WHAT NEEDS TO BE DONE — Could you filter the records below and return each line that holds "HevcMain"?

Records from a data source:
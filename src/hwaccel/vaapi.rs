//! VA-API (Video Acceleration API) client-side objects
//!
//! A VA driver sees the client through integer handles: buffer ids that name
//! parameter and data blobs, and surface ids that name decode targets. This
//! module models the driver's view of those handles:
//!
//! - [`VaStatus`] and [`BufferType`] mirror the libva enumerations
//! - [`BufferHeap`] owns client buffers and their map/unmap state
//! - [`SurfaceHeap`] owns the surfaces a context decodes into
//! - [`MediaContext`] bundles both, the way a driver context does

use std::collections::HashMap;
use std::fmt;
use tracing::trace;

// ============================================================================
// VA-API protocol values
// ============================================================================

/// VA-API buffer ID
pub type VaBufferId = u32;

/// VA-API surface ID
pub type SurfaceId = u32;

/// Invalid id marker shared by buffers and surfaces
pub const VA_INVALID_ID: u32 = 0xffff_ffff;

/// Invalid surface marker
pub const VA_INVALID_SURFACE: SurfaceId = VA_INVALID_ID;

/// VA-API status codes
#[derive(Debug, Clone, Copy, PartialEq, Eq, Hash)]
#[repr(i32)]
pub enum VaStatus {
    Success = 0,
    OperationFailed = 1,
    AllocationFailed = 2,
    InvalidDisplay = 3,
    InvalidConfig = 4,
    InvalidContext = 5,
    InvalidSurface = 6,
    InvalidBuffer = 7,
    InvalidImage = 8,
    InvalidSubpicture = 9,
    AttrNotSupported = 10,
    MaxNumExceeded = 11,
    UnsupportedProfile = 12,
    UnsupportedEntrypoint = 13,
    UnsupportedRtFormat = 14,
    UnsupportedBufferType = 15,
    SurfaceBusy = 16,
    FlagNotSupported = 17,
    InvalidParameter = 18,
    ResolutionNotSupported = 19,
    Unimplemented = 20,
}

impl VaStatus {
    /// Raw status value as returned across the VA boundary
    pub fn as_raw(self) -> i32 {
        self as i32
    }

    /// Whether the status reports success
    pub fn is_success(self) -> bool {
        self == VaStatus::Success
    }
}

impl fmt::Display for VaStatus {
    fn fmt(&self, f: &mut fmt::Formatter<'_>) -> fmt::Result {
        write!(f, "{:?} ({:#x})", self, self.as_raw())
    }
}

/// VA-API profiles the decode layer recognises
#[derive(Debug, Clone, Copy, PartialEq, Eq, Hash)]
pub enum VaProfile {
    Mpeg2Main,
    H264Main,
    H264High,
    Vp8Version0_3,
    HevcMain,
    Vp9Profile0,
    Av1Profile0,
    Other(i32),
}

impl VaProfile {
    /// Map a raw libva profile value
    pub fn from_raw(raw: i32) -> Self {
        match raw {
            1 => VaProfile::Mpeg2Main,
            6 => VaProfile::H264Main,
            7 => VaProfile::H264High,
            14 => VaProfile::Vp8Version0_3,
            17 => VaProfile::HevcMain,
            19 => VaProfile::Vp9Profile0,
            32 => VaProfile::Av1Profile0,
            other => VaProfile::Other(other),
        }
    }

    /// Raw libva profile value
    pub fn as_raw(self) -> i32 {
        match self {
            VaProfile::Mpeg2Main => 1,
            VaProfile::H264Main => 6,
            VaProfile::H264High => 7,
            VaProfile::Vp8Version0_3 => 14,
            VaProfile::HevcMain => 17,
            VaProfile::Vp9Profile0 => 19,
            VaProfile::Av1Profile0 => 32,
            VaProfile::Other(raw) => raw,
        }
    }
}

/// VA-API buffer types
#[derive(Debug, Clone, Copy, PartialEq, Eq, Hash)]
pub enum BufferType {
    PictureParameter,
    IqMatrix,
    BitPlane,
    SliceGroupMap,
    SliceParameter,
    SliceData,
    MacroblockParameter,
    ResidualData,
    DeblockingParameter,
    Image,
    ProtectedSliceData,
    QMatrix,
    HuffmanTable,
    Probability,
    DecodeStreamout,
    Other(i32),
}

impl BufferType {
    /// Map a raw libva buffer type value
    pub fn from_raw(raw: i32) -> Self {
        match raw {
            0 => BufferType::PictureParameter,
            1 => BufferType::IqMatrix,
            2 => BufferType::BitPlane,
            3 => BufferType::SliceGroupMap,
            4 => BufferType::SliceParameter,
            5 => BufferType::SliceData,
            6 => BufferType::MacroblockParameter,
            7 => BufferType::ResidualData,
            8 => BufferType::DeblockingParameter,
            9 => BufferType::Image,
            10 => BufferType::ProtectedSliceData,
            11 => BufferType::QMatrix,
            12 => BufferType::HuffmanTable,
            13 => BufferType::Probability,
            66 => BufferType::DecodeStreamout,
            other => BufferType::Other(other),
        }
    }

    /// Raw libva buffer type value
    pub fn as_raw(self) -> i32 {
        match self {
            BufferType::PictureParameter => 0,
            BufferType::IqMatrix => 1,
            BufferType::BitPlane => 2,
            BufferType::SliceGroupMap => 3,
            BufferType::SliceParameter => 4,
            BufferType::SliceData => 5,
            BufferType::MacroblockParameter => 6,
            BufferType::ResidualData => 7,
            BufferType::DeblockingParameter => 8,
            BufferType::Image => 9,
            BufferType::ProtectedSliceData => 10,
            BufferType::QMatrix => 11,
            BufferType::HuffmanTable => 12,
            BufferType::Probability => 13,
            BufferType::DecodeStreamout => 66,
            BufferType::Other(raw) => raw,
        }
    }
}

// ============================================================================
// Client buffers
// ============================================================================

/// A client buffer as the driver tracks it
#[derive(Debug, Clone)]
pub struct MediaBuffer {
    /// Buffer id handed to the client
    pub id: VaBufferId,
    /// Kind of payload
    pub kind: BufferType,
    /// Number of elements packed in the payload
    pub num_elements: u32,
    /// Payload size in bytes
    pub size: u32,
    /// Bitstream pool slot that received the payload (slice data only)
    pub bitstream_slot: Option<usize>,
    /// First slice-control slot reserved for this buffer (slice parameters only)
    pub slice_control_offset: Option<usize>,
    /// Pool frame the two bindings above were made in
    pub pool_frame: Option<u64>,
    data: Vec<u8>,
    mapped: bool,
}

impl MediaBuffer {
    /// Create an unregistered buffer around a payload
    pub fn new(kind: BufferType, num_elements: u32, data: Vec<u8>) -> Self {
        MediaBuffer {
            id: VA_INVALID_ID,
            kind,
            num_elements,
            size: data.len() as u32,
            bitstream_slot: None,
            slice_control_offset: None,
            pool_frame: None,
            data,
            mapped: false,
        }
    }

    /// Payload bytes
    pub fn data(&self) -> &[u8] {
        &self.data
    }

    /// Whether the buffer is currently mapped
    pub fn is_mapped(&self) -> bool {
        self.mapped
    }
}

/// Heap of client buffers keyed by id
#[derive(Debug, Default)]
pub struct BufferHeap {
    buffers: HashMap<VaBufferId, MediaBuffer>,
    next_id: VaBufferId,
}

impl BufferHeap {
    /// Create an empty heap
    pub fn new() -> Self {
        Self::default()
    }

    /// Register a buffer and return its id
    pub fn insert(&mut self, mut buffer: MediaBuffer) -> VaBufferId {
        let id = self.next_id;
        self.next_id = self.next_id.wrapping_add(1);
        if self.next_id == VA_INVALID_ID {
            self.next_id = 0;
        }
        buffer.id = id;
        trace!("registered buffer {} ({:?}, {} bytes)", id, buffer.kind, buffer.size);
        self.buffers.insert(id, buffer);
        id
    }

    /// Create and register a buffer
    pub fn create(&mut self, kind: BufferType, num_elements: u32, data: Vec<u8>) -> VaBufferId {
        self.insert(MediaBuffer::new(kind, num_elements, data))
    }

    /// Look up a buffer
    pub fn get(&self, id: VaBufferId) -> Option<&MediaBuffer> {
        self.buffers.get(&id)
    }

    /// Look up a buffer mutably
    pub fn get_mut(&mut self, id: VaBufferId) -> Option<&mut MediaBuffer> {
        self.buffers.get_mut(&id)
    }

    /// Map a buffer for CPU access
    ///
    /// Returns `None` when the id is unknown or the buffer has no backing
    /// storage, which the driver treats as a null mapping.
    pub fn map_buffer(&mut self, id: VaBufferId) -> Option<&mut [u8]> {
        let buffer = self.buffers.get_mut(&id)?;
        if buffer.data.is_empty() {
            return None;
        }
        buffer.mapped = true;
        Some(&mut buffer.data)
    }

    /// Release a mapping, returning false for unknown ids
    pub fn unmap_buffer(&mut self, id: VaBufferId) -> bool {
        match self.buffers.get_mut(&id) {
            Some(buffer) => {
                buffer.mapped = false;
                true
            }
            None => false,
        }
    }

    /// Destroy a buffer
    pub fn destroy(&mut self, id: VaBufferId) -> Option<MediaBuffer> {
        self.buffers.remove(&id)
    }

    /// Number of live buffers
    pub fn len(&self) -> usize {
        self.buffers.len()
    }

    /// Whether no buffers are live
    pub fn is_empty(&self) -> bool {
        self.buffers.is_empty()
    }
}

// ============================================================================
// Surfaces
// ============================================================================

/// Handle to the GPU resource backing a surface
#[derive(Debug, Clone, Copy, PartialEq, Eq, Hash)]
pub struct ResourceRef {
    pub surface: SurfaceId,
    pub handle: u64,
}

/// A decode target surface
#[derive(Debug, Clone)]
pub struct MediaSurface {
    pub id: SurfaceId,
    pub width: u32,
    pub height: u32,
    handle: u64,
}

impl MediaSurface {
    /// Resource reference the hardware uses to address this surface
    pub fn resource(&self) -> ResourceRef {
        ResourceRef {
            surface: self.id,
            handle: self.handle,
        }
    }
}

/// Heap of surfaces keyed by id
#[derive(Debug, Default)]
pub struct SurfaceHeap {
    surfaces: HashMap<SurfaceId, MediaSurface>,
    next_id: SurfaceId,
}

impl SurfaceHeap {
    /// Create an empty heap
    pub fn new() -> Self {
        Self::default()
    }

    /// Create a surface and return its id
    pub fn create_surface(&mut self, width: u32, height: u32) -> SurfaceId {
        let id = self.next_id;
        self.next_id = self.next_id.wrapping_add(1);
        let surface = MediaSurface {
            id,
            width,
            height,
            handle: 0x1000 + u64::from(id),
        };
        self.surfaces.insert(id, surface);
        id
    }

    /// Resolve a surface id, `None` for the invalid marker or unknown ids
    pub fn get(&self, id: SurfaceId) -> Option<&MediaSurface> {
        if id == VA_INVALID_SURFACE {
            return None;
        }
        self.surfaces.get(&id)
    }

    /// Destroy a surface
    pub fn destroy(&mut self, id: SurfaceId) -> Option<MediaSurface> {
        self.surfaces.remove(&id)
    }

    /// Number of live surfaces
    pub fn len(&self) -> usize {
        self.surfaces.len()
    }

    /// Whether no surfaces are live
    pub fn is_empty(&self) -> bool {
        self.surfaces.is_empty()
    }
}

/// Client-facing state a driver context works against
#[derive(Debug, Default)]
pub struct MediaContext {
    pub buffers: BufferHeap,
    pub surfaces: SurfaceHeap,
}

impl MediaContext {
    pub fn new() -> Self {
        Self::default()
    }
}

#[cfg(test)]
mod tests {
    use super::*;

    #[test]
    fn test_buffer_type_raw_values() {
        assert_eq!(BufferType::from_raw(0), BufferType::PictureParameter);
        assert_eq!(BufferType::from_raw(13), BufferType::Probability);
        assert_eq!(BufferType::from_raw(66), BufferType::DecodeStreamout);
        assert_eq!(BufferType::from_raw(500), BufferType::Other(500));
        assert_eq!(BufferType::SliceData.as_raw(), 5);
    }

    #[test]
    fn test_profile_raw_values() {
        assert_eq!(VaProfile::from_raw(14), VaProfile::Vp8Version0_3);
        assert_eq!(VaProfile::Vp8Version0_3.as_raw(), 14);
        assert_eq!(VaProfile::from_raw(-1), VaProfile::Other(-1));
    }

    #[test]
    fn test_buffer_heap_map_unmap() {
        let mut heap = BufferHeap::new();
        let id = heap.create(BufferType::SliceData, 1, vec![1, 2, 3]);
        assert_eq!(heap.get(id).map(|b| b.size), Some(3));

        let mapped = heap.map_buffer(id).unwrap();
        mapped[0] = 9;
        assert!(heap.get(id).unwrap().is_mapped());
        assert!(heap.unmap_buffer(id));
        assert_eq!(heap.get(id).unwrap().data(), &[9, 2, 3]);

        assert!(heap.map_buffer(VA_INVALID_ID).is_none());
        assert!(!heap.unmap_buffer(1234));
    }

    #[test]
    fn test_empty_buffer_maps_to_none() {
        let mut heap = BufferHeap::new();
        let id = heap.create(BufferType::PictureParameter, 1, Vec::new());
        assert!(heap.map_buffer(id).is_none());
    }

    #[test]
    fn test_surface_heap() {
        let mut heap = SurfaceHeap::new();
        let a = heap.create_surface(64, 64);
        let b = heap.create_surface(64, 64);
        assert_ne!(a, b);
        assert_ne!(heap.get(a).unwrap().resource(), heap.get(b).unwrap().resource());
        assert!(heap.get(VA_INVALID_SURFACE).is_none());
        heap.destroy(a);
        assert!(heap.get(a).is_none());
        assert_eq!(heap.len(), 1);
    }

    #[test]
    fn test_status_display() {
        assert_eq!(VaStatus::InvalidParameter.as_raw(), 0x12);
        assert!(VaStatus::Success.is_success());
        assert_eq!(VaStatus::InvalidBuffer.to_string(), "InvalidBuffer (0x7)");
    }
}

WRITTEN ANSWER —
    HevcMain,
            17 => VaProfile::HevcMain,
            VaProfile::HevcMain => 17,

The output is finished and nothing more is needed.